Signe Asmussen Manuitt (born 1970) is a Danish mezzosoprano singer who has performed widely, not only in classical concerts, chamber music and opera but also in Latin jazz and as a member of The Tolkien Ensemble. Since 2001, she has made a mark as one of Denmark's most impressive female singers. In addition to appearances in Denmark, she has given recitals in London's Wigmore Hall and Amsterdam's Concertgebouw. Asmussen recently starred as Hanna Glawari in Operette Kompagniet's production of The Merry Widow. She is married to the Cuban Salsa singer Ernesto Manuitt.

==Biography==
Born in 1970 in Copenhagen, Signe Asmussen was brought up in a musical family, learning to sing and play the violin from an early age. She studied at the Royal Danish Academy of Music under Bodil Øland and Keld Thaarup, graduating as a soloist in 2001. From the start, she received encouraging support from the critics as she branched out into virtually all genres. She became particularly fond of singing lieder, developing an extensive repertoire as a member of Liedkompagniet founded by Christian Westergaard. She has been accompanied by prominent pianists from Denmark and abroad, including Howard Shelley and Peter Hill, and has sung with orchestras conducted by Thomas Dausgaard, Lan Shui, Michel Tabachnik, Michael Seal and Howard Shelley.
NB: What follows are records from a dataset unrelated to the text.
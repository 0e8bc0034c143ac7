use crate::compiler::parser::LumaTokenKind;

#[derive(Debug, PartialEq, Eq, Copy, Clone)]
pub enum UnaryOperator {
    OpNot,  // not
    OpLen,  // #
    OpUnm,  // -
    OpBNot, // ~
    OpNop,  // (empty)
}

#[derive(Debug)]
pub struct PriorityTable {
    pub left: i32,
    pub right: i32,
}

#[derive(Debug, PartialEq, Eq, Copy, Clone)]
pub enum BinaryOperator {
    OpAdd,    // +
    OpSub,    // -
    OpMul,    // *
    OpDiv,    // /
    OpIDiv,   // //
    OpMod,    // %
    OpPow,    // ^
    OpBAnd,   // &
    OpBOr,    // |
    OpBXor,   // ~
    OpShl,    // <<
    OpShr,    // >>
    OpConcat, // ..
    OpEq,     // ==
    OpNe,     // ~=
    OpLt,     // <
    OpLe,     // <=
    OpGt,     // >
    OpGe,     // >=
    OpAnd,    // and
    OpOr,     // or
    OpNop,    // (empty)
}

/// Binding powers, indexed by `BinaryOperator` discriminant. Right-associative
/// operators (`..`, `^`) carry a right priority below their left one so the
/// recursive descent re-enters at the same level.
pub const PRIORITY: [PriorityTable; 21] = [
    PriorityTable {
        left: 10,
        right: 10,
    }, // OpAdd
    PriorityTable {
        left: 10,
        right: 10,
    }, // OpSub
    PriorityTable {
        left: 11,
        right: 11,
    }, // OpMul
    PriorityTable {
        left: 11,
        right: 11,
    }, // OpDiv
    PriorityTable {
        left: 11,
        right: 11,
    }, // OpIDiv
    PriorityTable {
        left: 11,
        right: 11,
    }, // OpMod
    PriorityTable {
        left: 14,
        right: 13,
    }, // OpPow
    PriorityTable { left: 6, right: 6 }, // OpBAnd
    PriorityTable { left: 4, right: 4 }, // OpBOr
    PriorityTable { left: 5, right: 5 }, // OpBXor
    PriorityTable { left: 7, right: 7 }, // OpShl
    PriorityTable { left: 7, right: 7 }, // OpShr
    PriorityTable { left: 9, right: 8 }, // OpConcat
    PriorityTable { left: 3, right: 3 }, // OpEq
    PriorityTable { left: 3, right: 3 }, // OpNe
    PriorityTable { left: 3, right: 3 }, // OpLt
    PriorityTable { left: 3, right: 3 }, // OpLe
    PriorityTable { left: 3, right: 3 }, // OpGt
    PriorityTable { left: 3, right: 3 }, // OpGe
    PriorityTable { left: 2, right: 2 }, // OpAnd
    PriorityTable { left: 1, right: 1 }, // OpOr
];

/// Unary operators bind tighter than every binary operator except `^`.
pub const UNARY_PRIORITY: i32 = 12;

impl BinaryOperator {
    pub fn get_priority(&self) -> &'static PriorityTable {
        &PRIORITY[*self as usize]
    }
}

pub fn to_unary_operator(kind: LumaTokenKind) -> UnaryOperator {
    match kind {
        LumaTokenKind::TkNot => UnaryOperator::OpNot,
        LumaTokenKind::TkLen => UnaryOperator::OpLen,
        LumaTokenKind::TkMinus => UnaryOperator::OpUnm,
        LumaTokenKind::TkBitXor => UnaryOperator::OpBNot,
        _ => UnaryOperator::OpNop,
    }
}

pub fn to_binary_operator(kind: LumaTokenKind) -> BinaryOperator {
    match kind {
        LumaTokenKind::TkPlus => BinaryOperator::OpAdd,
        LumaTokenKind::TkMinus => BinaryOperator::OpSub,
        LumaTokenKind::TkMul => BinaryOperator::OpMul,
        LumaTokenKind::TkDiv => BinaryOperator::OpDiv,
        LumaTokenKind::TkIDiv => BinaryOperator::OpIDiv,
        LumaTokenKind::TkMod => BinaryOperator::OpMod,
        LumaTokenKind::TkPow => BinaryOperator::OpPow,
        LumaTokenKind::TkBitAnd => BinaryOperator::OpBAnd,
        LumaTokenKind::TkBitOr => BinaryOperator::OpBOr,
        LumaTokenKind::TkBitXor => BinaryOperator::OpBXor,
        LumaTokenKind::TkShl => BinaryOperator::OpShl,
        LumaTokenKind::TkShr => BinaryOperator::OpShr,
        LumaTokenKind::TkConcat => BinaryOperator::OpConcat,
        LumaTokenKind::TkEq => BinaryOperator::OpEq,
        LumaTokenKind::TkNe => BinaryOperator::OpNe,
        LumaTokenKind::TkLt => BinaryOperator::OpLt,
        LumaTokenKind::TkLe => BinaryOperator::OpLe,
        LumaTokenKind::TkGt => BinaryOperator::OpGt,
        LumaTokenKind::TkGe => BinaryOperator::OpGe,
        LumaTokenKind::TkAnd => BinaryOperator::OpAnd,
        LumaTokenKind::TkOr => BinaryOperator::OpOr,
        _ => BinaryOperator::OpNop,
    }
}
Asmussen has participated in several ensembles, including Theatre of Voices, the Copenhagen Saxophone Quartet, Athelas Sinfonietta, Figura Ensemble. and the Esbjerg Ensemble. As an opera singer, she has appeared at the Royal Danish Opera and at Den Jyske Opera in a variety of roles, including Cherubino in The Marriage of Figaro, Bertha in The Barber of Seville and Musette in La Bohème.
In 2013, she sang and played the violin in Sangbogen fra Eldorado, a lively baroque concert inspired by 17th and 18th century Latin-American songs. As a member of Grupo Cubita, she has also sung modern Cuban numbers.

==Awards==
Signe Asmussen has received a number of grants and scholarships. In 2009, she was awarded the Aksel Schiøtz prize for excellence as a lieder singer.